What's A Picture Worth?

This picture changed my life. It was taken with the webcam in late 2007. As soon as it appeared on the screen I loved it. Instantly, the title, "Where I Went Wrong" popped into my head. 

I wasn't doing well when I took it and though people have pointed out how bad I looked I love the picture. It really captures a period of my life.

In my right hand I have an airplane bottle of Redrum. I only drank Redrum because it's murder backwards and Bone Thugs-n-Harmony always rapped about it. I could drink the little bottles I called cupcakes without a chaser. They were fairly cheap and I'd drink a few a day as treats. Hence the nickname, cupcakes. 

This photo sparked an idea. It caused that title, "Where I Went Wrong" to plant itself in my brain and that little seed grew for 6 years until I actually had an album with the title "Where I Went Wrong" in my hands. 

I started on this new idea instantly and though I'd been tinkering with beats and drum machines, recording people, etc for years but I never had a real title for a real body of work. 

I was late to the computer home recording game, but had a dell that was maxed out with songs Mark and I made with whoever was around at the time. One of many problems were that not one song was actually finished. We had hundreds of pieces of songs but not one complete song.  

In the middle of nowhere and without youtube there's really no one to teach a guy how to do things simply. Every little piece of unfinished music came the hardest way possible. I was individually loading drum sounds for 15 mins before I could even start and spent a fortune on D batteries because the keyboard I used had a broken power supply. A couple summers I filled a small trashcan with used up D batteries. 

Once I moved to Wichita and my head was clearer I started slugging out songs and actually finishing them. They were terrible but I had an A team, B team and C team. Each team was a playlist and I started knocking old stuff out for newer, better material. 

In early 2010 I saved up about $1300, which I referred to as my "cd money", but used it to buy a car.  That kept me from moving forward with a project that wasn't there. 

Mixing, producing and recording an album from scratch was harder than I thought so I switched gears and made the "Mind of A MadMan Mixtape". The beats were known songs and it was easier to make. 

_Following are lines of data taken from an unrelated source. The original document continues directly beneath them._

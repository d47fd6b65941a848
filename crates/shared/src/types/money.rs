//! Money type with decimal precision and currency.
//!
//! CRITICAL: Never use floating-point for money calculations.
//! This type wraps `rust_decimal::Decimal` for arbitrary precision.
//!
//! Display formatting groups the integer part with commas and prefixes the
//! currency code (`PKR 100,000`). Formatting never rounds: a non-zero
//! fractional part is always shown.

use rust_decimal::Decimal;
use serde::{Deserialize, Serialize};

/// Represents a monetary amount with currency.
///
/// Uses `Decimal` internally to avoid floating-point precision errors.
#[derive(Debug, Clone, Copy, PartialEq, Eq, Serialize, Deserialize)]
pub struct Money {
    /// The amount in major currency units.
    pub amount: Decimal,
    /// ISO 4217 currency code (e.g., "PKR", "USD").
    pub currency: Currency,
}

/// ISO 4217 currency codes a register can be configured with.
///
/// A deployment uses exactly one of these; there is no conversion.
#[derive(Debug, Clone, Copy, Default, PartialEq, Eq, Hash, Serialize, Deserialize)]
#[serde(rename_all = "UPPERCASE")]
pub enum Currency {
    /// Pakistani Rupee
    #[default]
    Pkr,
    /// US Dollar
    Usd,
    /// Euro
    Eur,
    /// Indian Rupee
    Inr,
    /// UAE Dirham
    Aed,
}

impl Money {
    /// Creates a new Money instance.
    #[must_use]
    pub const fn new(amount: Decimal, currency: Currency) -> Self {
        Self { amount, currency }
    }

    /// Creates a zero amount in the specified currency.
    #[must_use]
    pub fn zero(currency: Currency) -> Self {
        Self {
            amount: Decimal::ZERO,
            currency,
        }
    }

    /// Returns true if the amount is zero.
    #[must_use]
    pub fn is_zero(&self) -> bool {
        self.amount.is_zero()
    }

    /// Returns true if the amount is negative.
    #[must_use]
    pub fn is_negative(&self) -> bool {
        self.amount.is_sign_negative() && !self.amount.is_zero()
    }
}

impl std::fmt::Display for Money {
    fn fmt(&self, f: &mut std::fmt::Formatter<'_>) -> std::fmt::Result {
        write!(f, "{} {}", self.currency, format_grouped(self.amount))
    }
}

/// Formats an amount with comma-grouped thousands.
///
/// `100000` → `100,000`, `-4000` → `-4,000`, `1234.50` → `1,234.5`.
#[must_use]
pub fn format_grouped(amount: Decimal) -> String {
    let normalized = amount.normalize();
    let negative = normalized.is_sign_negative() && !normalized.is_zero();
    let abs = normalized.abs();
    let whole = abs.trunc();
    let fraction = (abs - whole).normalize();

    let digits = whole.normalize().to_string();
    let len = digits.len();
    let mut out = String::with_capacity(len + len / 3 + 2);
    if negative {
        out.push('-');
    }
    for (i, c) in digits.chars().enumerate() {
        if i > 0 && (len - i) % 3 == 0 {
            out.push(',');
        }
        out.push(c);
    }
    if !fraction.is_zero() {
        // "0.25" -> ".25"
        let frac = fraction.to_string();
        out.push_str(frac.trim_start_matches('0'));
    }
    out
}

impl std::fmt::Display for Currency {
    fn fmt(&self, f: &mut std::fmt::Formatter<'_>) -> std::fmt::Result {
        match self {
            Self::Pkr => write!(f, "PKR"),
            Self::Usd => write!(f, "USD"),
            Self::Eur => write!(f, "EUR"),
            Self::Inr => write!(f, "INR"),
            Self::Aed => write!(f, "AED"),
        }
    }
}

impl std::str::FromStr for Currency {
    type Err = String;

    fn from_str(s: &str) -> Result<Self, Self::Err> {
        match s.to_uppercase().as_str() {
            "PKR" => Ok(Self::Pkr),
            "USD" => Ok(Self::Usd),
            "EUR" => Ok(Self::Eur),
            "INR" => Ok(Self::Inr),
            "AED" => Ok(Self::Aed),
            _ => Err(format!("Unknown currency: {s}")),
        }
    }
}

"MOAMMM" was a total failure so I decided to lease beats and make a few torelease a EP called "One Day At A Time". I had less skin in the game and it felt safer. I used the picture planned for WIWW and just put it out. No one really listened of course and it wasn't that good but it gave me the confidence to really go after the WIWW idea. 

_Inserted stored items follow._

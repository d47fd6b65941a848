//! Property-based tests for transaction filtering.
//!
//! - Filtering is idempotent
//! - The empty query is the identity
//! - Results keep input order and satisfy every predicate

use chrono::{DateTime, TimeZone};
use chrono_tz::Asia::Karachi;
use chrono_tz::Tz;
use proptest::prelude::*;

use super::filter::{DateBucket, TransactionQuery, TypeFilter, filter};
use super::record::TransactionRecord;
use crate::test_support::{record_batch, timestamp};

fn type_filter() -> impl Strategy<Value = TypeFilter> {
    prop_oneof![
        Just(TypeFilter::All),
        Just(TypeFilter::In),
        Just(TypeFilter::Out)
    ]
}

fn date_bucket() -> impl Strategy<Value = DateBucket> {
    prop_oneof![
        Just(DateBucket::Today),
        Just(DateBucket::Yesterday),
        Just(DateBucket::Week),
        Just(DateBucket::Month),
        Just(DateBucket::All),
    ]
}

fn any_query() -> impl Strategy<Value = TransactionQuery> {
    (
        proptest::option::of(prop_oneof![
            Just("sales".to_string()),
            Just("ALI".to_string()),
            Just("ref-0".to_string()),
            Just("deposit".to_string()),
            Just(String::new()),
        ]),
        type_filter(),
        date_bucket(),
    )
        .prop_map(|(text, direction, date_bucket)| TransactionQuery {
            text,
            direction,
            date_bucket,
        })
}

fn any_now() -> impl Strategy<Value = DateTime<Tz>> {
    timestamp().prop_map(|ts| Karachi.from_utc_datetime(&ts.naive_utc()))
}

proptest! {
    #![proptest_config(ProptestConfig::with_cases(100))]

    /// filter(filter(R, Q), Q) == filter(R, Q)
    #[test]
    fn prop_filter_idempotent(records in record_batch(40), query in any_query(), now in any_now()) {
        let once: Vec<TransactionRecord> = filter(&records, &query, &now)
            .unwrap()
            .into_iter()
            .cloned()
            .collect();
        let twice = filter(&once, &query, &now).unwrap();

        prop_assert_eq!(twice, once.iter().collect::<Vec<_>>());
    }

    /// Empty text, `all` type and `all` bucket returns the input unchanged.
    #[test]
    fn prop_empty_query_is_identity(records in record_batch(40), now in any_now()) {
        let result = filter(&records, &TransactionQuery::all(), &now).unwrap();
        prop_assert_eq!(result, records.iter().collect::<Vec<_>>());
    }

    /// Every selected record satisfies each predicate, in input order.
    #[test]
    fn prop_filter_is_stable_subsequence(
        records in record_batch(40),
        query in any_query(),
        now in any_now(),
    ) {
        let result = filter(&records, &query, &now).unwrap();

        let mut cursor = records.iter();
        for selected in &result {
            prop_assert!(query.direction.matches(selected.direction));
            prop_assert!(query.date_bucket.contains(&selected.timestamp, &now));
            prop_assert!(cursor.any(|r| std::ptr::eq(r, *selected)));
        }
    }
}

Meeting Scott Martz made the WIWW idea come to fruition and he was irreplaceable. We were roommates and he was a brilliant musician and guitar player. We made a plethora of ideas (most of which I ruined) but he added the much needed musical experience I just didn't have. 

A lot of people contributed to it and it was a work in progress for years before it sold like 78 copies on iTunes. (which was a let down and big deal at the same time) My brother contributed a lot as did a slew of other people who were extremely patient with me. 

My point is that ideas have to grow. An album, "Where I Went Wrong" didn't just materialize because of a cool picture. It was a process and it had to grow and develop. These creative adventures take twice as long and cost twice as much but I've learned to be patient with it.

Brandon Mills helped me put it out. At one point it was slashed to a preview EP and later almost a double disc "Where I Went Wrong" and "When I Went Right". 

These things seem to say, "I'm done" and that was that. The rest wasn't history because no one really listened but that didn't matter. 6 years prior it was just a picture and an idea from some drunk idiot in front of a webcam. 

Earl Nightingale defines success as "the progressive realization of a worthy goal or ideal." Judging the projects success or failure along those lines it was a smashing success. 

People still enjoy WIWW, the videos are still getting played and I still make $20 a year from royalties. Sometimes someone will try and joke with me or attempt to poke fun at me, "remember where I went wrong?". I just smile and play it off because they can't fathom how failure it took to get there.

I got out of WIWW exactly what I put in it. Nothing less, nothing more and it pays in ways that don't show up on view counts or royalty statements.  It can't be measured in popularity or money. The experience is a tool I apply all the time.

Everyone has some sort of boulder they're carrying up a mountain and that's the whole point. The journey is the reward. The struggle, not the destination. 

So pick up your damn boulder. Once you get to the top it sucks anyway so head back down and grab a bigger one.